TEMPO.CO, Jakarta -Senior Regional Economist RBS, Erik Lueth mengatakan pelemahan rupiah belakangan terjadi lantaran impor bertumbuh tinggi sementara ekspor bertumbuh negatif. Akibatnya, permintaan dan pasokan dolar pincang, likuiditas valuta asing (valas) menjadi ketat.
"Banyak orang butuh dolar untuk impor," ujar Erik dalam paparan tentang proyeksi perekonomian Indonesia, Kamis, 30 Agustus 2012. Ia memprediksi rata-rata nilai tukar rupiah terhadap dolar AS berada di kisaran 9.600 - 9.700 pada 2012 dan membaik ke level 9.200 pada akhir 2013.
Meski begitu, ia menilai tak masalah jika rupiah melemah ketika neraca berjalan defisit, apalagi di atas 3 persen. Seperti diketahui, neraca berjalan per Juni 2012 tercatat mencapai 3,1 persen dari produk domestik bruto. Ia pun menilai tindakan Bank Indonesia tepat dengan tidak terlalu besar melakukan intervensi rupiah. Pelemahan rupiah baik untuk membuat defisit neraca berjalan turun.

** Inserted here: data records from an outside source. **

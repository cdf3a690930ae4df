//! Chat analytics - usage-event ingestion and real-time metrics
//!
//! Events from a chat application are queued, validated, enriched and
//! aggregated into multi-resolution time-series buckets. Every processed
//! event is published as a delta to channel subscribers, and the query
//! engine serves cached range reads with trend and anomaly analysis.

pub mod analysis;
pub mod application;
pub mod config;
pub mod domain;
pub mod error;
pub mod infrastructure;
pub mod ingestion;
pub mod processor;
pub mod publisher;
pub mod query;
pub mod store;

pub use application::Application;
pub use error::{Error, Result};
//! Time-series storage
//!
//! The store keeps append-only raw points plus pre-computed buckets for every
//! interval type. Raw scans are bounded: a query over too wide a raw range is
//! rejected rather than truncated, and callers are expected to ask for an
//! aggregated interval instead.

pub mod memory;

use async_trait::async_trait;
use chrono::{DateTime, Utc};
use serde::{Deserialize, Serialize};
use std::fmt;
use std::time::Duration;
use thiserror::Error;

use crate::domain::metrics::{
    constants::retention, AggregateBucket, Aggregation, IntervalType, MetricName, RetentionDays,
    SeriesPoint, Tags, TimeRange, TimeRangeError, TimeSeriesPoint,
};

pub use memory::InMemoryStore;

/// Which raw-scan limit a query exceeded
#[derive(Debug, Clone, Copy, PartialEq, Eq, Serialize, Deserialize)]
pub enum RangeLimit {
    Span { requested_secs: i64, max_secs: u64 },
    Points { max_points: usize },
}

impl fmt::Display for RangeLimit {
    fn fmt(&self, f: &mut fmt::Formatter<'_>) -> fmt::Result {
        match self {
            Self::Span {
                requested_secs,
                max_secs,
            } => write!(
                f,
                "span of {requested_secs}s exceeds raw limit of {max_secs}s"
            ),
            Self::Points { max_points } => {
                write!(f, "more than {max_points} raw points in range")
            }
        }
    }
}

#[derive(Debug, Clone, PartialEq, Error)]
pub enum StoreError {
    #[error("Store unavailable: {reason}")]
    Unavailable { reason: String },

    #[error("Raw range too large ({detail}); request an aggregated interval")]
    RangeTooLarge { detail: RangeLimit },

    #[error("Invalid range: {0}")]
    InvalidRange(#[from] TimeRangeError),

    #[error("Point for metric '{found}' written to series '{expected}'")]
    MetricMismatch {
        expected: MetricName,
        found: MetricName,
    },
}

impl StoreError {
    pub fn unavailable(reason: impl Into<String>) -> Self {
        Self::Unavailable {
            reason: reason.into(),
        }
    }

    /// Only transient unavailability is worth retrying
    pub fn is_retryable(&self) -> bool {
        matches!(self, Self::Unavailable { .. })
    }
}

/// A range read against one metric
#[derive(Debug, Clone, PartialEq)]
pub struct SeriesQuery {
    pub metric: MetricName,
    pub range: TimeRange,
    /// `None` reads raw points
    pub interval: Option<IntervalType>,
    pub aggregation: Aggregation,
    pub tags: Tags,
}

impl SeriesQuery {
    pub fn new(metric: MetricName, range: TimeRange) -> Self {
        Self {
            metric,
            range,
            interval: None,
            aggregation: Aggregation::default(),
            tags: Tags::default(),
        }
    }

    pub fn with_interval(mut self, interval: IntervalType) -> Self {
        self.interval = Some(interval);
        self
    }

    pub fn with_aggregation(mut self, aggregation: Aggregation) -> Self {
        self.aggregation = aggregation;
        self
    }

    pub fn with_tags(mut self, tags: Tags) -> Self {
        self.tags = tags;
        self
    }
}

/// Outcome of a durable write
#[derive(Debug, Clone, Copy, PartialEq, Eq, Default, Serialize, Deserialize)]
pub struct WriteReceipt {
    pub points_written: usize,
    pub buckets_touched: usize,
}

/// Outcome of a retention pass
#[derive(Debug, Clone, Copy, PartialEq, Eq, Serialize, Deserialize)]
pub struct CleanupReport {
    pub raw_cutoff: DateTime<Utc>,
    pub bucket_cutoff: DateTime<Utc>,
    pub raw_points_removed: usize,
    pub buckets_removed: usize,
}

/// Limits and retention settings for a store
#[derive(Debug, Clone, PartialEq, Serialize, Deserialize)]
pub struct StoreConfig {
    /// Widest range a raw query may span
    pub max_raw_range: Duration,
    /// Most raw points a single query may return
    pub max_raw_points: usize,
    /// Buckets are kept this many times longer than raw points
    pub bucket_retention_multiplier: u32,
}

impl Default for StoreConfig {
    fn default() -> Self {
        Self {
            max_raw_range: Duration::from_secs(24 * 60 * 60),
            max_raw_points: 100_000,
            bucket_retention_multiplier: retention::DEFAULT_BUCKET_RETENTION_MULTIPLIER,
        }
    }
}

/// Storage seam between the processor/query engine and a backend
///
/// Bucket upserts must be atomic per bucket key: concurrent writers touching
/// the same bucket never lose an update.
#[async_trait]
pub trait TimeSeriesStore: Send + Sync {
    /// Append raw points for `metric` and upsert every covering bucket
    async fn write_points(
        &self,
        metric: &MetricName,
        points: &[TimeSeriesPoint],
    ) -> Result<WriteReceipt, StoreError>;

    /// Time-ordered points for the query's range
    async fn query(&self, query: &SeriesQuery) -> Result<Vec<SeriesPoint>, StoreError>;

    /// Unmerged buckets whose start lies in `range` and whose tags match `tags`
    async fn buckets(
        &self,
        metric: &MetricName,
        interval: IntervalType,
        range: &TimeRange,
        tags: &Tags,
    ) -> Result<Vec<AggregateBucket>, StoreError>;

    /// Remove raw points older than `retention` and buckets older than the
    /// configured multiple of it
    async fn cleanup_old_data(&self, retention: RetentionDays)
        -> Result<CleanupReport, StoreError>;
}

"Neraca berjalan akan membaik, akan ada perbaikan di kuartal IV karena depresiasi nilai tukar," ucapnya. Depresiasi diharapkan membuat impor melambat karena biaya impor mahal dan mendorong ekspor. Defisit neraca berjalan diprediksi bakal berada di bawah 3 persen pada kuartal III dan IV 2012.
Erik mengungkapkan, pelemahan rupiah tak sepenuhnya disebabkan oleh defisit neraca berjalan tetapi juga kondisi ekonomi global, salah satunya kondisi ekonomi Eropa. "Investor menarik modalnya karena Eropa butuh uang," ucap Erik.
Meski begitu, bagi iklim investasi, depresiasi rupiah memberi daya tarik tersendiri bagi investor asing. Ini bisa jadi indikasi bagi investor bahwa rupiah mungkin saja melemah lebih dalam dan mereka untung.
South East Asia Economist RBS, Enrico Tanuwidjaja menimpali pelemahan rupiah juga didorong faktor pelarian modal asing dari pasar berkembang ke investasi dalam bentuk dolar AS.
Ke depan, kondisi neraca berjalan sangat dipengaruhi kondisi ekonomi di luar negeri. "Kalau ekonomi Cina, Amerika dan Eropa lebih lambat dari yang diperkirakan, ini akan membuat neraca berjalan melebar," kata dia. Namun, Indonesia hanya perlu membuat kurs sedikit melemah untuk memperkecil defisit.
Deputi Gubernur Bank Indoensia Hartadi Sarwono berpendapat pergerakan nilai tukar masih dalam batas normal dan sesuai dengan fundamental ekonomi. BI, ucap dia, tidak membatasi likuiditas valas di pasar, bahkan tetap menambah pasokan karena permintaan dari korporasi dalam negeri masih tinggi untuk membayar impor dan utang luar negeri.
Ia membenarkan adanya pengetatan likuiditas valas. Meski begitu, bank sentral tetap ada di pasar untuk menutup kekurangan valas secara terukur.